Contemporary urban analysis requires tools that can capture not only the physical structure of cities, but also the dynamic, human-centred places that emerge from everyday interactions. While Geographic Information Systems are effective for spatial tasks, these abstractions often fail to understand notions of place when compared to space.
PlaceCrafter responds to this challenge by integrating a spatial-platial approach to identifying regions that are functionally cohesive—representing dense and meaningful concentrations of specific Points of Interest (POIs).

From Space to Place
Traditional GIS works with spatial representations: cafés, museums, and places of worship appear as points, lines, or polygons on a map. But these abstractions miss something crucial—how space is actually used by communities.
Rather than relying on top-down administrative boundaries, PlaceCrafter enables researchers to curate clusters that represent functional use of urban space. The tool aligns with recent calls in GIScience to shift from “space” to “place” in smart city analysis, building on work that has operationalised sense of place in urban contexts.
How PlaceCrafter Works
The framework is structured around four core phases:
1. Filtering and Selection
PlaceCrafter uses the Overpass API to retrieve near real-time POI data from OpenStreetMap. Datasets are organised into categories based on existing OSM semantic structures, which can be customised depending on the analytical task.
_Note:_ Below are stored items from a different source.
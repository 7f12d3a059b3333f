//! Event publisher that writes envelopes to the tracing pipeline.
//!
//! Used when no message broker is configured: events still leave a
//! structured trail that log shipping can pick up.

use async_trait::async_trait;

use crate::domain::foundation::{DomainError, EventEnvelope};
use crate::ports::EventPublisher;

#[derive(Debug, Default, Clone, Copy)]
pub struct LoggingEventPublisher;

impl LoggingEventPublisher {
    pub fn new() -> Self {
        Self
    }
}

#[async_trait]
impl EventPublisher for LoggingEventPublisher {
    async fn publish(&self, event: EventEnvelope) -> Result<(), DomainError> {
        tracing::info!(
            target: "shop_checkout::events",
            event_id = %event.event_id,
            event_type = %event.event_type,
            aggregate_type = %event.aggregate_type,
            aggregate_id = %event.aggregate_id,
            causation_id = ?event.metadata.causation_id,
            payload = %event.payload,
            "Domain event"
        );
        Ok(())
    }

    async fn publish_all(&self, events: Vec<EventEnvelope>) -> Result<(), DomainError> {
        for event in events {
            self.publish(event).await?;
        }
        Ok(())
    }
}

#[cfg(test)]
mod tests {
    use super::*;
    use crate::domain::checkout::OrderPaid;
    use crate::domain::foundation::{EventId, Money, OrderId, SerializableDomainEvent, Timestamp};

    #[tokio::test]
    async fn publishing_never_fails() {
        let envelope = OrderPaid {
            event_id: EventId::new(),
            order_id: OrderId::new(),
            tracking_number: "t".into(),
            payment_intent_id: "pi_1".into(),
            amount: Money::from_cents(100).unwrap(),
            paid_at: Timestamp::now(),
        }
        .to_envelope()
        .unwrap();

        let publisher = LoggingEventPublisher::new();
        assert!(publisher.publish(envelope.clone()).await.is_ok());
        assert!(publisher.publish_all(vec![envelope]).await.is_ok());
    }
}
This enables researchers to focus on specific themes—tourism, leisure, commerce, or cultural heritage.
2. Interactive Clustering
The platform offers multiple clustering algorithms, each suited to different analytical questions:
- K-Means for compact, well-defined formations
- DBSCAN for identifying spatial structures without pre-specifying cluster counts
- Hierarchical clustering for multi-level analysis
These methods are applied interactively to grouped and filtered POI data, revealing dynamic regions that emerge from the spatial distribution of places.
3. Statistical Validation
Each clustered region is evaluated using established spatial metrics:
- Nearest Neighbour Index to assess spatial clustering strength
- Silhouette scores for understanding cluster coherence
- Moran’s I statistic for insights into category-based spatial dependency
This rigorous validation ensures that identified regions represent genuine functional structures rather than arbitrary groupings.
4. Platial Visualisation
The visualisation subsystem supports multiple approaches for conveying ambiguity, overlap, and functional gradients:
- Fuzzy spray-can visualisation
- Region influence grids
- Convex hulls
- Kernel density heatmaps
- Region quality indicators
Each region is presented not just spatially but semantically, with data on POI type, diversity score, and density metrics.
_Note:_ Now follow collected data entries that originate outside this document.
//! In-memory product catalog that also tracks stock.
//!
//! One mutex guards all products, so a reservation checks and decrements
//! every line without interleaving with another checkout.

use std::collections::HashMap;

use async_trait::async_trait;
use tokio::sync::Mutex;

use crate::domain::checkout::CheckoutError;
use crate::domain::foundation::{DomainError, Money, ProductId};
use crate::ports::{CatalogProduct, ProductCatalog, StockLine, StockReservations};

#[derive(Default)]
pub struct InMemoryCatalog {
    products: Mutex<HashMap<ProductId, CatalogProduct>>,
}

impl InMemoryCatalog {
    pub fn new() -> Self {
        Self::default()
    }

    /// Catalog pre-filled with `products`.
    pub fn with_products(products: impl IntoIterator<Item = CatalogProduct>) -> Self {
        Self {
            products: Mutex::new(products.into_iter().map(|p| (p.id, p)).collect()),
        }
    }

    pub async fn upsert(&self, product: CatalogProduct) {
        self.products.lock().await.insert(product.id, product);
    }

    pub async fn set_price(&self, id: ProductId, price: Money) {
        if let Some(product) = self.products.lock().await.get_mut(&id) {
            product.unit_price = price;
        }
    }

    pub async fn stock_of(&self, id: ProductId) -> Option<u32> {
        self.products
            .lock()
            .await
            .get(&id)
            .map(|p| p.units_in_stock)
    }
}

#[async_trait]
impl ProductCatalog for InMemoryCatalog {
    async fn find_by_ids(&self, ids: &[ProductId]) -> Result<Vec<CatalogProduct>, DomainError> {
        let products = self.products.lock().await;
        Ok(ids.iter().filter_map(|id| products.get(id).cloned()).collect())
    }
}

#[async_trait]
impl StockReservations for InMemoryCatalog {
    async fn reserve(&self, lines: &[StockLine]) -> Result<(), CheckoutError> {
        let mut products = self.products.lock().await;

        for line in lines {
            let product = products
                .get(&line.product_id)
                .ok_or(CheckoutError::ProductNotFound(line.product_id))?;
            if product.units_in_stock < line.quantity {
                return Err(CheckoutError::InsufficientStock {
                    product_id: line.product_id,
                    requested: line.quantity,
                    available: product.units_in_stock,
                });
            }
        }

        for line in lines {
            if let Some(product) = products.get_mut(&line.product_id) {
                product.units_in_stock -= line.quantity;
            }
        }
        Ok(())
    }

    async fn release(&self, lines: &[StockLine]) -> Result<(), DomainError> {
        let mut products = self.products.lock().await;
        for line in lines {
            if let Some(product) = products.get_mut(&line.product_id) {
                product.units_in_stock = product.units_in_stock.saturating_add(line.quantity);
            }
        }
        Ok(())
    }
}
Case Study: Nottingham, UK
A case study using PlaceCrafter analysed Nottingham and surrounding areas, focusing on tourism, historical, leisure, and natural categories:
| Metric | Value |
|---|---|
| Total POIs | 534 |
| Functional Regions | 18 (K-Means) |
| Historical POIs | 344 |
| Leisure POIs | 111 |
| Moran’s I | 0.68 (strong autocorrelation) |
| Silhouette Score | 0.83 (high cohesion) |
The spatial pattern reflects Nottingham’s diverse landscape, with dense clusters in the city centre around historical POIs, while suburban and rural areas show more diffuse patterns of historic and leisure clustering.
Technical Implementation
PlaceCrafter is built as a modern web application using:
- TypeScript and React for the frontend framework
- Vite for fast development builds
- Leaflet for interactive mapping
- Turf.js for spatial analysis operations
- D3.js for data visualisation
All POI data is sourced from OpenStreetMap via the Overpass API under the Open Database License.
Limitations and Future Work
PlaceCrafter captures place through functional coherence of POIs, but it doesn’t yet capture temporal or subjective meanings that also shape lived experiences. The crowd-sourced nature of OpenStreetMap means that places tied to commerce or tourism are more visible than informal or everyday categories.
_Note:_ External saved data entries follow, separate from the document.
//! Payment value types shared by the checkout flow and the gateway port.
//!
//! The processor's own representations stay inside the Stripe adapter; the
//! types here are what the rest of the crate sees.

use serde::{Deserialize, Serialize};

use super::customer::normalize_email;
use crate::domain::foundation::{Money, ValidationError};

/// Normalizes an ISO 4217 currency code to the lowercase form the
/// processor expects.
pub fn normalize_currency(raw: &str) -> Result<String, ValidationError> {
    let code = raw.trim();
    if code.is_empty() {
        return Err(ValidationError::empty_field("currency"));
    }
    if code.len() != 3 || !code.chars().all(|c| c.is_ascii_alphabetic()) {
        return Err(ValidationError::invalid_format(
            "currency",
            "expected a three-letter ISO 4217 code",
        ));
    }
    Ok(code.to_ascii_lowercase())
}

/// What the shopper is about to pay.
#[derive(Debug, Clone, PartialEq, Eq, Serialize, Deserialize)]
pub struct PaymentInfo {
    amount: Money,
    currency: String,
    receipt_email: Option<String>,
}

impl PaymentInfo {
    /// Validates a payment request. The amount must be positive.
    pub fn new(
        amount: Money,
        currency: &str,
        receipt_email: Option<&str>,
    ) -> Result<Self, ValidationError> {
        if amount.is_zero() {
            return Err(ValidationError::out_of_range("amount", 1, i64::MAX, 0));
        }
        let receipt_email = receipt_email
            .filter(|e| !e.trim().is_empty())
            .map(normalize_email)
            .transpose()?;
        Ok(Self {
            amount,
            currency: normalize_currency(currency)?,
            receipt_email,
        })
    }

    pub fn amount(&self) -> Money {
        self.amount
    }

    pub fn currency(&self) -> &str {
        &self.currency
    }

    pub fn receipt_email(&self) -> Option<&str> {
        self.receipt_email.as_deref()
    }
}

/// Processor-side lifecycle of a payment intent.
#[derive(Debug, Clone, Copy, PartialEq, Eq, Serialize, Deserialize)]
#[serde(rename_all = "snake_case")]
pub enum PaymentIntentStatus {
    RequiresPaymentMethod,
    RequiresConfirmation,
    RequiresAction,
    Processing,
    RequiresCapture,
    Canceled,
    Succeeded,
    Unknown,
}

impl PaymentIntentStatus {
    /// Maps the processor's status string.
    pub fn parse(s: &str) -> Self {
        match s {
            "requires_payment_method" => Self::RequiresPaymentMethod,
            "requires_confirmation" => Self::RequiresConfirmation,
            "requires_action" => Self::RequiresAction,
            "processing" => Self::Processing,
            "requires_capture" => Self::RequiresCapture,
            "canceled" => Self::Canceled,
            "succeeded" => Self::Succeeded,
            _ => Self::Unknown,
        }
    }

    /// Whether the intent can still be cancelled.
    pub fn is_cancellable(&self) -> bool {
        !matches!(self, Self::Canceled | Self::Succeeded)
    }
}

/// An in-progress charge authorization held by the payment processor.
#[derive(Debug, Clone, PartialEq, Eq, Serialize, Deserialize)]
pub struct PaymentIntent {
    /// Processor's intent ID (pi_...).
    pub id: String,

    /// Secret the browser uses to confirm the intent.
    pub client_secret: Option<String>,

    /// Amount in minor units.
    pub amount: Money,

    pub currency: String,

    pub status: PaymentIntentStatus,

    /// Unix timestamp at the processor.
    pub created: i64,
}

/// Errors from payment processor operations.
#[derive(Debug, Clone, PartialEq, Eq, Serialize, Deserialize)]
pub struct PaymentError {
    /// Error code for categorization.
    pub code: PaymentErrorCode,

    /// Human-readable message.
    pub message: String,

    /// Processor's own error or decline code (if available).
    pub provider_code: Option<String>,

    /// Whether the operation can be retried.
    pub retryable: bool,
}

impl PaymentError {
    pub fn new(code: PaymentErrorCode, message: impl Into<String>) -> Self {
        Self {
            code,
            message: message.into(),
            provider_code: None,
            retryable: code.is_retryable(),
        }
    }

    pub fn with_provider_code(mut self, code: impl Into<String>) -> Self {
        self.provider_code = Some(code.into());
        self
    }

    pub fn network(message: impl Into<String>) -> Self {
        Self::new(PaymentErrorCode::NetworkError, message)
    }

    pub fn card_declined(message: impl Into<String>) -> Self {
        Self::new(PaymentErrorCode::CardDeclined, message)
    }

    pub fn not_found(resource: &str) -> Self {
        Self::new(PaymentErrorCode::NotFound, format!("{} not found", resource))
    }

    pub fn invalid_webhook(message: impl Into<String>) -> Self {
        Self::new(PaymentErrorCode::InvalidWebhook, message)
    }

    pub fn provider(message: impl Into<String>) -> Self {
        Self::new(PaymentErrorCode::ProviderError, message)
    }

    pub fn is_retryable(&self) -> bool {
        self.retryable
    }
}

impl std::fmt::Display for PaymentError {
    fn fmt(&self, f: &mut std::fmt::Formatter<'_>) -> std::fmt::Result {
        write!(f, "{}: {}", self.code, self.message)
    }
}

impl std::error::Error for PaymentError {}

/// Local failure kinds for payment processor calls.
#[derive(Debug, Clone, Copy, PartialEq, Eq, Serialize, Deserialize)]
#[serde(rename_all = "snake_case")]
pub enum PaymentErrorCode {
    /// Processor could not be reached.
    NetworkError,

    /// API key rejected.
    AuthenticationError,

    CardDeclined,

    InsufficientFunds,

    CardExpired,

    InvalidCard,

    /// Request rejected as malformed by the processor.
    InvalidRequest,

    NotFound,

    RateLimitExceeded,

    /// Same idempotency key reused with different parameters.
    IdempotencyConflict,

    /// Processor returned a 5xx.
    ProviderUnavailable,

    /// Invalid webhook signature or payload.
    InvalidWebhook,

    /// Any other processor API error.
    ProviderError,

    Unknown,
}

impl PaymentErrorCode {
    /// Check if this error type is typically retryable.
    pub fn is_retryable(&self) -> bool {
        matches!(
            self,
            PaymentErrorCode::NetworkError
                | PaymentErrorCode::RateLimitExceeded
                | PaymentErrorCode::ProviderUnavailable
        )
    }

    /// Whether the shopper's payment method was refused.
    pub fn is_card_error(&self) -> bool {
        matches!(
            self,
            PaymentErrorCode::CardDeclined
                | PaymentErrorCode::InsufficientFunds
                | PaymentErrorCode::CardExpired
                | PaymentErrorCode::InvalidCard
        )
    }
}

impl std::fmt::Display for PaymentErrorCode {
    fn fmt(&self, f: &mut std::fmt::Formatter<'_>) -> std::fmt::Result {
        let s = match self {
            PaymentErrorCode::NetworkError => "network_error",
            PaymentErrorCode::AuthenticationError => "authentication_error",
            PaymentErrorCode::CardDeclined => "card_declined",
            PaymentErrorCode::InsufficientFunds => "insufficient_funds",
            PaymentErrorCode::CardExpired => "card_expired",
            PaymentErrorCode::InvalidCard => "invalid_card",
            PaymentErrorCode::InvalidRequest => "invalid_request",
            PaymentErrorCode::NotFound => "not_found",
            PaymentErrorCode::RateLimitExceeded => "rate_limit_exceeded",
            PaymentErrorCode::IdempotencyConflict => "idempotency_conflict",
            PaymentErrorCode::ProviderUnavailable => "provider_unavailable",
            PaymentErrorCode::InvalidWebhook => "invalid_webhook",
            PaymentErrorCode::ProviderError => "provider_error",
            PaymentErrorCode::Unknown => "unknown",
        };
        write!(f, "{}", s)
    }
}

#[cfg(test)]
mod tests {
    use super::*;

    #[test]
    fn currency_is_lowercased() {
        assert_eq!(normalize_currency(" USD ").unwrap(), "usd");
    }

    #[test]
    fn currency_must_be_three_letters() {
        assert!(normalize_currency("US").is_err());
        assert!(normalize_currency("US1").is_err());
        assert!(normalize_currency("").is_err());
    }

    #[test]
    fn payment_info_rejects_zero_amount() {
        assert!(PaymentInfo::new(Money::ZERO, "usd", None).is_err());
    }

    #[test]
    fn payment_info_normalizes_receipt_email() {
        let info = PaymentInfo::new(Money::from_cents(500).unwrap(), "EUR", Some("A@B.io")).unwrap();
        assert_eq!(info.currency(), "eur");
        assert_eq!(info.receipt_email(), Some("a@b.io"));
    }

    #[test]
    fn payment_info_treats_blank_email_as_absent() {
        let info = PaymentInfo::new(Money::from_cents(500).unwrap(), "usd", Some("  ")).unwrap();
        assert!(info.receipt_email().is_none());
    }

    #[test]
    fn intent_status_parses_processor_strings() {
        assert_eq!(
            PaymentIntentStatus::parse("requires_payment_method"),
            PaymentIntentStatus::RequiresPaymentMethod
        );
        assert_eq!(PaymentIntentStatus::parse("succeeded"), PaymentIntentStatus::Succeeded);
        assert_eq!(PaymentIntentStatus::parse("something_new"), PaymentIntentStatus::Unknown);
    }

    #[test]
    fn succeeded_intent_is_not_cancellable() {
        assert!(!PaymentIntentStatus::Succeeded.is_cancellable());
        assert!(PaymentIntentStatus::RequiresPaymentMethod.is_cancellable());
    }

    #[test]
    fn payment_error_retryable() {
        assert!(PaymentErrorCode::NetworkError.is_retryable());
        assert!(PaymentErrorCode::ProviderUnavailable.is_retryable());
        assert!(!PaymentErrorCode::CardDeclined.is_retryable());
        assert!(!PaymentErrorCode::IdempotencyConflict.is_retryable());
        assert!(PaymentError::network("timeout").is_retryable());
    }

    #[test]
    fn payment_error_display() {
        let err = PaymentError::card_declined("Your card was declined").with_provider_code("do_not_honor");
        assert_eq!(err.to_string(), "card_declined: Your card was declined");
        assert_eq!(err.provider_code.as_deref(), Some("do_not_honor"));
    }
}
Planned expansions include:
- Historical analysis to track the evolution of platial regions over time
- Multi-comparative views enabling cities, timeframes, and thematic domains to be compared
- Qualitative user studies investigating how analysts interpret and engage with PlaceCrafter’s outputs
Open Source
PlaceCrafter is available as open-source software, enabling broader use, adaptation, and academic contributions in platial information systems.
Explore the tool: github.com/jwilliamsresearch/PlaceCrafter
This work was presented at OSMScience 2025 in Manila, Philippines. The paper was co-authored with Gary Priestnall from the University of Nottingham.